WHAT IS BEING ASKED -> Copy each line of the data below, character for character.

───── SUPPLIED DATA ─────

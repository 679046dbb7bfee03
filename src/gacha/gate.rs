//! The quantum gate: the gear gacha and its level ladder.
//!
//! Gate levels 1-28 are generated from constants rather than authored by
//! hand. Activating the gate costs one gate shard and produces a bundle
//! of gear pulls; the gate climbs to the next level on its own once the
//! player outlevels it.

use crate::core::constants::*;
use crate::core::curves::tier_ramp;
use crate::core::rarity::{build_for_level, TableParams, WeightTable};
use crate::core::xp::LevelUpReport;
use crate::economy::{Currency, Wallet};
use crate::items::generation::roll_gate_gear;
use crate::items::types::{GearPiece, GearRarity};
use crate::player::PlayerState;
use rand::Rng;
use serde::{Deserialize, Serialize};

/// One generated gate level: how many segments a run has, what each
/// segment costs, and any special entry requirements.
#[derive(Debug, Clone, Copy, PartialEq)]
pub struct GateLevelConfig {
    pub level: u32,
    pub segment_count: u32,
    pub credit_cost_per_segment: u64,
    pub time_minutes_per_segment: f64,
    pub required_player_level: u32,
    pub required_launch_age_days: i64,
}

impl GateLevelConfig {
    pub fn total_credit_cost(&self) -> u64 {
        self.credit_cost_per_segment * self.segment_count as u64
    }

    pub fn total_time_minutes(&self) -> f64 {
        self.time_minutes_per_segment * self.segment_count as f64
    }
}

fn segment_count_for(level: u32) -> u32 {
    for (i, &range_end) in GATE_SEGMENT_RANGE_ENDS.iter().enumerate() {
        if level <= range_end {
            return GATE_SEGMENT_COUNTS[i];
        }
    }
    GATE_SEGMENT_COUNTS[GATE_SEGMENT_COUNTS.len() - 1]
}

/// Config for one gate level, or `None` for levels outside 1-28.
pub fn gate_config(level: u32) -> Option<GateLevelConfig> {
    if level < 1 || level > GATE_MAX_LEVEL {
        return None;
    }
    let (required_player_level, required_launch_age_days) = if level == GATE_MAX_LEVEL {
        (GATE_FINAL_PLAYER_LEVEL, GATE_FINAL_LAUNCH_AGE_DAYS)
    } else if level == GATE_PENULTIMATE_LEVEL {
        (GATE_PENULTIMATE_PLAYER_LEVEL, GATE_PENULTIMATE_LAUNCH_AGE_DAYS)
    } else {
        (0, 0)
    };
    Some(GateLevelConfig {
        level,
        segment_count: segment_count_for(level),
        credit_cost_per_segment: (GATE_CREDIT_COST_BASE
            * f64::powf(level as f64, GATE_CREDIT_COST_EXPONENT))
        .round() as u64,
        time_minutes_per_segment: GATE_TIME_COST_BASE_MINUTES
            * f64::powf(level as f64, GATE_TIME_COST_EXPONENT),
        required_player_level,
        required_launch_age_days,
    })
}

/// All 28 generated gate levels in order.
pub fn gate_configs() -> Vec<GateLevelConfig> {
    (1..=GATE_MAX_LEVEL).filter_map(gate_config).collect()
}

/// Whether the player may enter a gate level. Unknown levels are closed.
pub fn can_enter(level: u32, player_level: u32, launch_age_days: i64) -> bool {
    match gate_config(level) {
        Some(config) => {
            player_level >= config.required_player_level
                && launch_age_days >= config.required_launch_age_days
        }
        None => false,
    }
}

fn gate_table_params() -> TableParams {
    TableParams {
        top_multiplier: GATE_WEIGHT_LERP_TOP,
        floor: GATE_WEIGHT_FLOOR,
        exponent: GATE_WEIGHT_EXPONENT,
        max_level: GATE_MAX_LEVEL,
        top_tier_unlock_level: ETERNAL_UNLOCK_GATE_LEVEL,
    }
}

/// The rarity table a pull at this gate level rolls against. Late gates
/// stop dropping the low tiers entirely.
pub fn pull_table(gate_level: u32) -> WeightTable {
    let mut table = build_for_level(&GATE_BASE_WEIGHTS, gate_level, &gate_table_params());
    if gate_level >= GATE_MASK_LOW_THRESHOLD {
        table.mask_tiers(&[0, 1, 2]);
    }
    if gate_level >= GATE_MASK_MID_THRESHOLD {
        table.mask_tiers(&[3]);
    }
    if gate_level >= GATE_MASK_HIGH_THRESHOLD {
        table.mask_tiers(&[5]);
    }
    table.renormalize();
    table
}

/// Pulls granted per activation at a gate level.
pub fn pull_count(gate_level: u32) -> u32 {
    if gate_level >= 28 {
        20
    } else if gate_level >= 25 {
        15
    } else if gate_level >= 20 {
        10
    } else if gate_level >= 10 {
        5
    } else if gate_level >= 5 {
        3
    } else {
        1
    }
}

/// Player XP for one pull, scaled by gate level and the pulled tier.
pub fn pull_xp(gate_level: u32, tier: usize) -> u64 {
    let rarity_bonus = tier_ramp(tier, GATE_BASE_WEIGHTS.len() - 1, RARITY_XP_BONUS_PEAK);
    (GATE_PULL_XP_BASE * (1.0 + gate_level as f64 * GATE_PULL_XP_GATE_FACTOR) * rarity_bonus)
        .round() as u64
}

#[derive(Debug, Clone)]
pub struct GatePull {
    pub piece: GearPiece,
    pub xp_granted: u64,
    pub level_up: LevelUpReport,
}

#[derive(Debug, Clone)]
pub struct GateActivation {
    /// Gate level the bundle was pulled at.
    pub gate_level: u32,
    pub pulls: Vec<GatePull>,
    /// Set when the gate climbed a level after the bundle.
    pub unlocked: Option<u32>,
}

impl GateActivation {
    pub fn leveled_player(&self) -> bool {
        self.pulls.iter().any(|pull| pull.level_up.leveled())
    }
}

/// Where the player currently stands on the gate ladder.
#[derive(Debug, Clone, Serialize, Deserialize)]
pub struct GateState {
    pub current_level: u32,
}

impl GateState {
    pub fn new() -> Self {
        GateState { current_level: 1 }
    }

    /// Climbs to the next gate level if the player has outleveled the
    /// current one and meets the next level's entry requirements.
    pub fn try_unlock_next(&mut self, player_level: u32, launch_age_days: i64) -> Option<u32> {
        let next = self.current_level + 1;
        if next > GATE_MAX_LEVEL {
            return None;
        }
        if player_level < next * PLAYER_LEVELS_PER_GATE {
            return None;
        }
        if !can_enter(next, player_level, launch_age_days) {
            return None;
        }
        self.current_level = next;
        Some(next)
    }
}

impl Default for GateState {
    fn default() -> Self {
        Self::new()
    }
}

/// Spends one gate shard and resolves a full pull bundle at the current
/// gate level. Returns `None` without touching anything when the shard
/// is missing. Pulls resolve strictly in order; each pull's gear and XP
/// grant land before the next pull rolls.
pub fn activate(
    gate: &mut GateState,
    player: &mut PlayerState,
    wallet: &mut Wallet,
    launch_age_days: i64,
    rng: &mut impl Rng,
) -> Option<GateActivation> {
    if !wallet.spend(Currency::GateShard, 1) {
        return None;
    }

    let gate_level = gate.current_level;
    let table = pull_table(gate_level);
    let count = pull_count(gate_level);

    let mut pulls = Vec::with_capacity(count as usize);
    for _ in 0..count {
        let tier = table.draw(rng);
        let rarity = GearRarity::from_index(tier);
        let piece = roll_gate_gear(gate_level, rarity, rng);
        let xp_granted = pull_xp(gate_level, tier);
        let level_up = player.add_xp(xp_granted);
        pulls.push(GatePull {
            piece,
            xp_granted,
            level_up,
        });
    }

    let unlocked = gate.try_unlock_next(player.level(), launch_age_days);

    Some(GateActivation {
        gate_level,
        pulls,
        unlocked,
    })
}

─────

ANSWER BELOW ->
repository 679046dbb7bfee03
filename src/gacha/gate.rs
//! The quantum gate: the gear gacha and its level ladder.
//!
//! Gate levels 1-28 are generated from constants rather than authored by
//! hand. Activating the gate costs one gate shard and produces a bundle
//! of gear pulls; the gate climbs to the next level on its own once the
//! player outlevels it.

use crate::core::constants::*;
use crate::core::curves::tier_ramp;
use crate::core::rarity::{build_for_level, TableParams, WeightTable};
use crate::core::xp::LevelUpReport;
use crate::economy::{Currency, Wallet};
use crate::items::generation::roll_gate_gear;
use crate::items::types::{GearPiece, GearRarity};
use crate::player::PlayerState;
use rand::Rng;
use serde::{Deserialize, Serialize};

/// One generated gate level: how many segments a run has, what each
/// segment costs, and any special entry requirements.
#[derive(Debug, Clone, Copy, PartialEq)]
pub struct GateLevelConfig {
    pub level: u32,
    pub segment_count: u32,
    pub credit_cost_per_segment: u64,
    pub time_minutes_per_segment: f64,
    pub required_player_level: u32,
    pub required_launch_age_days: i64,
}

impl GateLevelConfig {
    pub fn total_credit_cost(&self) -> u64 {
        self.credit_cost_per_segment * self.segment_count as u64
    }

    pub fn total_time_minutes(&self) -> f64 {
        self.time_minutes_per_segment * self.segment_count as f64
    }
}

fn segment_count_for(level: u32) -> u32 {
    for (i, &range_end) in GATE_SEGMENT_RANGE_ENDS.iter().enumerate() {
        if level <= range_end {
            return GATE_SEGMENT_COUNTS[i];
        }
    }
    GATE_SEGMENT_COUNTS[GATE_SEGMENT_COUNTS.len() - 1]
}

/// Config for one gate level, or `None` for levels outside 1-28.
pub fn gate_config(level: u32) -> Option<GateLevelConfig> {
    if level < 1 || level > GATE_MAX_LEVEL {
        return None;
    }
    let (required_player_level, required_launch_age_days) = if level == GATE_MAX_LEVEL {
        (GATE_FINAL_PLAYER_LEVEL, GATE_FINAL_LAUNCH_AGE_DAYS)
    } else if level == GATE_PENULTIMATE_LEVEL {
        (GATE_PENULTIMATE_PLAYER_LEVEL, GATE_PENULTIMATE_LAUNCH_AGE_DAYS)
    } else {
        (0, 0)
    };
    Some(GateLevelConfig {
        level,
        segment_count: segment_count_for(level),
        credit_cost_per_segment: (GATE_CREDIT_COST_BASE
            * f64::powf(level as f64, GATE_CREDIT_COST_EXPONENT))
        .round() as u64,
        time_minutes_per_segment: GATE_TIME_COST_BASE_MINUTES
            * f64::powf(level as f64, GATE_TIME_COST_EXPONENT),
        required_player_level,
        required_launch_age_days,
    })
}

/// All 28 generated gate levels in order.
pub fn gate_configs() -> Vec<GateLevelConfig> {
    (1..=GATE_MAX_LEVEL).filter_map(gate_config).collect()
}

/// Whether the player may enter a gate level. Unknown levels are closed.
pub fn can_enter(level: u32, player_level: u32, launch_age_days: i64) -> bool {
    match gate_config(level) {
        Some(config) => {
            player_level >= config.required_player_level
                && launch_age_days >= config.required_launch_age_days
        }
        None => false,
    }
}

fn gate_table_params() -> TableParams {
    TableParams {
        top_multiplier: GATE_WEIGHT_LERP_TOP,
        floor: GATE_WEIGHT_FLOOR,
        exponent: GATE_WEIGHT_EXPONENT,
        max_level: GATE_MAX_LEVEL,
        top_tier_unlock_level: ETERNAL_UNLOCK_GATE_LEVEL,
    }
}

/// The rarity table a pull at this gate level rolls against. Late gates
/// stop dropping the low tiers entirely.
pub fn pull_table(gate_level: u32) -> WeightTable {
    let mut table = build_for_level(&GATE_BASE_WEIGHTS, gate_level, &gate_table_params());
    if gate_level >= GATE_MASK_LOW_THRESHOLD {
        table.mask_tiers(&[0, 1, 2]);
    }
    if gate_level >= GATE_MASK_MID_THRESHOLD {
        table.mask_tiers(&[3]);
    }
    if gate_level >= GATE_MASK_HIGH_THRESHOLD {
        table.mask_tiers(&[5]);
    }
    table.renormalize();
    table
}

/// Pulls granted per activation at a gate level.
pub fn pull_count(gate_level: u32) -> u32 {
    if gate_level >= 28 {
        20
    } else if gate_level >= 25 {
        15
    } else if gate_level >= 20 {
        10
    } else if gate_level >= 10 {
        5
    } else if gate_level >= 5 {
        3
    } else {
        1
    }
}

/// Player XP for one pull, scaled by gate level and the pulled tier.
pub fn pull_xp(gate_level: u32, tier: usize) -> u64 {
    let rarity_bonus = tier_ramp(tier, GATE_BASE_WEIGHTS.len() - 1, RARITY_XP_BONUS_PEAK);
    (GATE_PULL_XP_BASE * (1.0 + gate_level as f64 * GATE_PULL_XP_GATE_FACTOR) * rarity_bonus)
        .round() as u64
}

#[derive(Debug, Clone)]
pub struct GatePull {
    pub piece: GearPiece,
    pub xp_granted: u64,
    pub level_up: LevelUpReport,
}

#[derive(Debug, Clone)]
pub struct GateActivation {
    /// Gate level the bundle was pulled at.
    pub gate_level: u32,
    pub pulls: Vec<GatePull>,
    /// Set when the gate climbed a level after the bundle.
    pub unlocked: Option<u32>,
}

impl GateActivation {
    pub fn leveled_player(&self) -> bool {
        self.pulls.iter().any(|pull| pull.level_up.leveled())
    }
}

/// Where the player currently stands on the gate ladder.
#[derive(Debug, Clone, Serialize, Deserialize)]
pub struct GateState {
    pub current_level: u32,
}

impl GateState {
    pub fn new() -> Self {
        GateState { current_level: 1 }
    }

    /// Climbs to the next gate level if the player has outleveled the
    /// current one and meets the next level's entry requirements.
    pub fn try_unlock_next(&mut self, player_level: u32, launch_age_days: i64) -> Option<u32> {
        let next = self.current_level + 1;
        if next > GATE_MAX_LEVEL {
            return None;
        }
        if player_level < next * PLAYER_LEVELS_PER_GATE {
            return None;
        }
        if !can_enter(next, player_level, launch_age_days) {
            return None;
        }
        self.current_level = next;
        Some(next)
    }
}

impl Default for GateState {
    fn default() -> Self {
        Self::new()
    }
}

/// Spends one gate shard and resolves a full pull bundle at the current
/// gate level. Returns `None` without touching anything when the shard
/// is missing. Pulls resolve strictly in order; each pull's gear and XP
/// grant land before the next pull rolls.
pub fn activate(
    gate: &mut GateState,
    player: &mut PlayerState,
    wallet: &mut Wallet,
    launch_age_days: i64,
    rng: &mut impl Rng,
) -> Option<GateActivation> {
    if !wallet.spend(Currency::GateShard, 1) {
        return None;
    }

    let gate_level = gate.current_level;
    let table = pull_table(gate_level);
    let count = pull_count(gate_level);

    let mut pulls = Vec::with_capacity(count as usize);
    for _ in 0..count {
        let tier = table.draw(rng);
        let rarity = GearRarity::from_index(tier);
        let piece = roll_gate_gear(gate_level, rarity, rng);
        let xp_granted = pull_xp(gate_level, tier);
        let level_up = player.add_xp(xp_granted);
        pulls.push(GatePull {
            piece,
            xp_granted,
            level_up,
        });
    }

    let unlocked = gate.try_unlock_next(player.level(), launch_age_days);

    Some(GateActivation {
        gate_level,
        pulls,
        unlocked,
    })
}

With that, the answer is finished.